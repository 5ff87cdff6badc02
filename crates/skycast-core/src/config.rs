use std::path::{Path, PathBuf};
use std::time::Duration;

use serde::{Deserialize, Serialize};
use skycast_weather::geocode::GEOCODING_BASE_URL;
use skycast_weather::provider::FORECAST_BASE_URL;
use skycast_weather::{
    FetchOptions, RetryConfig, TemperatureUnit, DEFAULT_HOURLY_HORIZON, DEFAULT_TIMEOUT,
};
use url::Url;

use crate::error::ConfigError;

/// Open-Meteo serves at most 16 days of hourly data
const MAX_HOURLY_HORIZON: usize = 384;

/// Configuration validation errors
#[derive(Debug, Clone)]
pub struct ConfigValidationError {
    pub field: String,
    pub message: String,
}

impl std::fmt::Display for ConfigValidationError {
    fn fmt(&self, f: &mut std::fmt::Formatter<'_>) -> std::fmt::Result {
        write!(f, "{}: {}", self.field, self.message)
    }
}

/// Result of config validation
#[derive(Debug, Clone, Default)]
pub struct ValidationResult {
    pub errors: Vec<ConfigValidationError>,
    pub warnings: Vec<ConfigValidationError>,
}

impl ValidationResult {
    /// Returns true if there are no errors (warnings are OK)
    pub fn is_valid(&self) -> bool {
        self.errors.is_empty()
    }

    pub fn add_error(&mut self, field: impl Into<String>, message: impl Into<String>) {
        self.errors.push(ConfigValidationError {
            field: field.into(),
            message: message.into(),
        });
    }

    pub fn add_warning(&mut self, field: impl Into<String>, message: impl Into<String>) {
        self.warnings.push(ConfigValidationError {
            field: field.into(),
            message: message.into(),
        });
    }

    /// All errors joined into one line
    pub fn error_summary(&self) -> String {
        self.errors
            .iter()
            .map(|e| e.to_string())
            .collect::<Vec<_>>()
            .join("; ")
    }
}

#[derive(Debug, Clone, Default, PartialEq, Serialize, Deserialize)]
pub struct Config {
    /// Weather lookup settings
    #[serde(default)]
    pub weather: WeatherConfig,

    /// Announcement settings
    #[serde(default)]
    pub narration: NarrationConfig,
}

#[derive(Debug, Clone, PartialEq, Serialize, Deserialize)]
#[serde(default)]
pub struct WeatherConfig {
    /// Base URL of the geocoding service
    pub geocoding_url: String,

    /// Base URL of the forecast service
    pub forecast_url: String,

    /// Per-request timeout in seconds
    pub request_timeout_secs: u64,

    /// Retries for transient network failures (0 disables)
    pub max_retries: u32,

    /// Hourly entries to keep
    pub hourly_horizon: usize,

    /// Fetch the 7-day daily series
    pub include_daily: bool,

    /// Fetch hourly humidity and wind speed
    pub include_wind_and_humidity: bool,

    /// Display unit; values are always stored in Celsius
    pub temperature_unit: TemperatureUnit,
}

impl Default for WeatherConfig {
    fn default() -> Self {
        Self {
            geocoding_url: GEOCODING_BASE_URL.to_string(),
            forecast_url: FORECAST_BASE_URL.to_string(),
            request_timeout_secs: DEFAULT_TIMEOUT.as_secs(),
            max_retries: skycast_weather::retry::DEFAULT_MAX_RETRIES,
            hourly_horizon: DEFAULT_HOURLY_HORIZON,
            include_daily: true,
            include_wind_and_humidity: false,
            temperature_unit: TemperatureUnit::Celsius,
        }
    }
}

impl WeatherConfig {
    pub fn fetch_options(&self) -> FetchOptions {
        FetchOptions::default()
            .with_hourly_horizon(self.hourly_horizon)
            .with_daily(self.include_daily)
            .with_wind_and_humidity(self.include_wind_and_humidity)
    }

    pub fn request_timeout(&self) -> Duration {
        Duration::from_secs(self.request_timeout_secs)
    }

    pub fn retry_config(&self) -> RetryConfig {
        RetryConfig {
            max_retries: self.max_retries,
            ..RetryConfig::default()
        }
    }
}

#[derive(Debug, Clone, Default, PartialEq, Eq, Serialize, Deserialize)]
pub struct NarrationConfig {
    /// Announce each result through the log narrator
    #[serde(default)]
    pub enabled: bool,
}

impl Config {
    /// Load configuration from the user config directory, creating the
    /// default file if it doesn't exist
    pub fn load() -> anyhow::Result<Self> {
        let config_path = Self::config_path()?;
        Self::load_from(&config_path)
    }

    /// Load configuration from `path`, writing defaults there if missing
    pub fn load_from(path: &Path) -> anyhow::Result<Self> {
        if !path.exists() {
            let config = Self::default();
            config.save_to(path)?;
            tracing::info!("Wrote default configuration to {}", path.display());
            return Ok(config);
        }

        let contents = std::fs::read_to_string(path)?;
        let config: Config =
            toml::from_str(&contents).map_err(|e| ConfigError::ParseError(e.to_string()))?;

        Ok(config)
    }

    /// Load configuration and validate it
    ///
    /// Warnings are logged; errors fail the load.
    pub fn load_validated() -> anyhow::Result<(Self, ValidationResult)> {
        let config = Self::load()?;
        let validation = config.validate();

        if !validation.is_valid() {
            return Err(ConfigError::Invalid(validation.error_summary()).into());
        }

        for warning in &validation.warnings {
            tracing::warn!("Config warning: {}", warning);
        }

        Ok((config, validation))
    }

    pub fn validate(&self) -> ValidationResult {
        let mut result = ValidationResult::default();

        validate_url(&self.weather.geocoding_url, "weather.geocoding_url", &mut result);
        validate_url(&self.weather.forecast_url, "weather.forecast_url", &mut result);

        if self.weather.request_timeout_secs == 0 {
            result.add_error(
                "weather.request_timeout_secs",
                "Request timeout must be greater than 0",
            );
        } else if self.weather.request_timeout_secs > 120 {
            result.add_warning(
                "weather.request_timeout_secs",
                "Request timeout is unusually long (>120s)",
            );
        }

        if self.weather.max_retries > 5 {
            result.add_warning("weather.max_retries", "More than 5 retries per request");
        }

        if self.weather.hourly_horizon == 0 {
            result.add_warning("weather.hourly_horizon", "Hourly forecast disabled (0 hours)");
        } else if self.weather.hourly_horizon > MAX_HOURLY_HORIZON {
            result.add_warning(
                "weather.hourly_horizon",
                format!("Provider returns at most {MAX_HOURLY_HORIZON} hours"),
            );
        }

        result
    }

    pub fn save_to(&self, path: &Path) -> anyhow::Result<()> {
        if let Some(parent) = path.parent() {
            std::fs::create_dir_all(parent)?;
        }

        let contents = toml::to_string_pretty(self)?;
        std::fs::write(path, contents)?;

        Ok(())
    }

    /// Path of the configuration file
    pub fn config_path() -> Result<PathBuf, ConfigError> {
        let config_dir = dirs::config_dir().ok_or(ConfigError::NoConfigDir)?;
        Ok(config_dir.join("skycast").join("config.toml"))
    }
}

fn validate_url(url_str: &str, field_name: &str, result: &mut ValidationResult) {
    match Url::parse(url_str) {
        Ok(url) => {
            if url.scheme() != "http" && url.scheme() != "https" {
                result.add_error(
                    field_name,
                    format!("URL must use http or https scheme, got: {}", url.scheme()),
                );
            }

            if url.host().is_none() {
                result.add_error(field_name, "URL must have a host");
            }
        }
        Err(e) => {
            result.add_error(field_name, format!("Invalid URL: {}", e));
        }
    }
}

━━━━━━━━━━

GOAL OF THE EXERCISE: Line by line, repeat the material precisely.

TASK RESPONSE:
repository 5ff87cdff6badc02
filename crates/skycast-core/src/config.rs
use std::path::{Path, PathBuf};
use std::time::Duration;

use serde::{Deserialize, Serialize};
use skycast_weather::geocode::GEOCODING_BASE_URL;
use skycast_weather::provider::FORECAST_BASE_URL;
use skycast_weather::{
    FetchOptions, RetryConfig, TemperatureUnit, DEFAULT_HOURLY_HORIZON, DEFAULT_TIMEOUT,
};
use url::Url;

use crate::error::ConfigError;

/// Open-Meteo serves at most 16 days of hourly data
const MAX_HOURLY_HORIZON: usize = 384;

/// Configuration validation errors
#[derive(Debug, Clone)]
pub struct ConfigValidationError {
    pub field: String,
    pub message: String,
}

impl std::fmt::Display for ConfigValidationError {
    fn fmt(&self, f: &mut std::fmt::Formatter<'_>) -> std::fmt::Result {
        write!(f, "{}: {}", self.field, self.message)
    }
}

/// Result of config validation
#[derive(Debug, Clone, Default)]
pub struct ValidationResult {
    pub errors: Vec<ConfigValidationError>,
    pub warnings: Vec<ConfigValidationError>,
}

impl ValidationResult {
    /// Returns true if there are no errors (warnings are OK)
    pub fn is_valid(&self) -> bool {
        self.errors.is_empty()
    }

    pub fn add_error(&mut self, field: impl Into<String>, message: impl Into<String>) {
        self.errors.push(ConfigValidationError {
            field: field.into(),
            message: message.into(),
        });
    }

    pub fn add_warning(&mut self, field: impl Into<String>, message: impl Into<String>) {
        self.warnings.push(ConfigValidationError {
            field: field.into(),
            message: message.into(),
        });
    }

    /// All errors joined into one line
    pub fn error_summary(&self) -> String {
        self.errors
            .iter()
            .map(|e| e.to_string())
            .collect::<Vec<_>>()
            .join("; ")
    }
}

#[derive(Debug, Clone, Default, PartialEq, Serialize, Deserialize)]
pub struct Config {
    /// Weather lookup settings
    #[serde(default)]
    pub weather: WeatherConfig,

    /// Announcement settings
    #[serde(default)]
    pub narration: NarrationConfig,
}

#[derive(Debug, Clone, PartialEq, Serialize, Deserialize)]
#[serde(default)]
pub struct WeatherConfig {
    /// Base URL of the geocoding service
    pub geocoding_url: String,

    /// Base URL of the forecast service
    pub forecast_url: String,

    /// Per-request timeout in seconds
    pub request_timeout_secs: u64,

    /// Retries for transient network failures (0 disables)
    pub max_retries: u32,

    /// Hourly entries to keep
    pub hourly_horizon: usize,

    /// Fetch the 7-day daily series
    pub include_daily: bool,

    /// Fetch hourly humidity and wind speed
    pub include_wind_and_humidity: bool,

    /// Display unit; values are always stored in Celsius
    pub temperature_unit: TemperatureUnit,
}

impl Default for WeatherConfig {
    fn default() -> Self {
        Self {
            geocoding_url: GEOCODING_BASE_URL.to_string(),
            forecast_url: FORECAST_BASE_URL.to_string(),
            request_timeout_secs: DEFAULT_TIMEOUT.as_secs(),
            max_retries: skycast_weather::retry::DEFAULT_MAX_RETRIES,
            hourly_horizon: DEFAULT_HOURLY_HORIZON,
            include_daily: true,
            include_wind_and_humidity: false,
            temperature_unit: TemperatureUnit::Celsius,
        }
    }
}

impl WeatherConfig {
    pub fn fetch_options(&self) -> FetchOptions {
        FetchOptions::default()
            .with_hourly_horizon(self.hourly_horizon)
            .with_daily(self.include_daily)
            .with_wind_and_humidity(self.include_wind_and_humidity)
    }

    pub fn request_timeout(&self) -> Duration {
        Duration::from_secs(self.request_timeout_secs)
    }

    pub fn retry_config(&self) -> RetryConfig {
        RetryConfig {
            max_retries: self.max_retries,
            ..RetryConfig::default()
        }
    }
}

#[derive(Debug, Clone, Default, PartialEq, Eq, Serialize, Deserialize)]
pub struct NarrationConfig {
    /// Announce each result through the log narrator
    #[serde(default)]
    pub enabled: bool,
}

impl Config {
    /// Load configuration from the user config directory, creating the
    /// default file if it doesn't exist
    pub fn load() -> anyhow::Result<Self> {
        let config_path = Self::config_path()?;
        Self::load_from(&config_path)
    }

    /// Load configuration from `path`, writing defaults there if missing
    pub fn load_from(path: &Path) -> anyhow::Result<Self> {
        if !path.exists() {
            let config = Self::default();
            config.save_to(path)?;
            tracing::info!("Wrote default configuration to {}", path.display());
            return Ok(config);
        }

        let contents = std::fs::read_to_string(path)?;
        let config: Config =
            toml::from_str(&contents).map_err(|e| ConfigError::ParseError(e.to_string()))?;

        Ok(config)
    }

    /// Load configuration and validate it
    ///
    /// Warnings are logged; errors fail the load.
    pub fn load_validated() -> anyhow::Result<(Self, ValidationResult)> {
        let config = Self::load()?;
        let validation = config.validate();

        if !validation.is_valid() {
            return Err(ConfigError::Invalid(validation.error_summary()).into());
        }

        for warning in &validation.warnings {
            tracing::warn!("Config warning: {}", warning);
        }

        Ok((config, validation))
    }

    pub fn validate(&self) -> ValidationResult {
        let mut result = ValidationResult::default();

        validate_url(&self.weather.geocoding_url, "weather.geocoding_url", &mut result);
        validate_url(&self.weather.forecast_url, "weather.forecast_url", &mut result);

        if self.weather.request_timeout_secs == 0 {
            result.add_error(
                "weather.request_timeout_secs",
                "Request timeout must be greater than 0",
            );
        } else if self.weather.request_timeout_secs > 120 {
            result.add_warning(
                "weather.request_timeout_secs",
                "Request timeout is unusually long (>120s)",
            );
        }

        if self.weather.max_retries > 5 {
            result.add_warning("weather.max_retries", "More than 5 retries per request");
        }

        if self.weather.hourly_horizon == 0 {
            result.add_warning("weather.hourly_horizon", "Hourly forecast disabled (0 hours)");
        } else if self.weather.hourly_horizon > MAX_HOURLY_HORIZON {
            result.add_warning(
                "weather.hourly_horizon",
                format!("Provider returns at most {MAX_HOURLY_HORIZON} hours"),
            );
        }

        result
    }

    pub fn save_to(&self, path: &Path) -> anyhow::Result<()> {
        if let Some(parent) = path.parent() {
            std::fs::create_dir_all(parent)?;
        }

        let contents = toml::to_string_pretty(self)?;
        std::fs::write(path, contents)?;

        Ok(())
    }

    /// Path of the configuration file
    pub fn config_path() -> Result<PathBuf, ConfigError> {
        let config_dir = dirs::config_dir().ok_or(ConfigError::NoConfigDir)?;
        Ok(config_dir.join("skycast").join("config.toml"))
    }
}

fn validate_url(url_str: &str, field_name: &str, result: &mut ValidationResult) {
    match Url::parse(url_str) {
        Ok(url) => {
            if url.scheme() != "http" && url.scheme() != "https" {
                result.add_error(
                    field_name,
                    format!("URL must use http or https scheme, got: {}", url.scheme()),
                );
            }

            if url.host().is_none() {
                result.add_error(field_name, "URL must have a host");
            }
        }
        Err(e) => {
            result.add_error(field_name, format!("Invalid URL: {}", e));
        }
    }
}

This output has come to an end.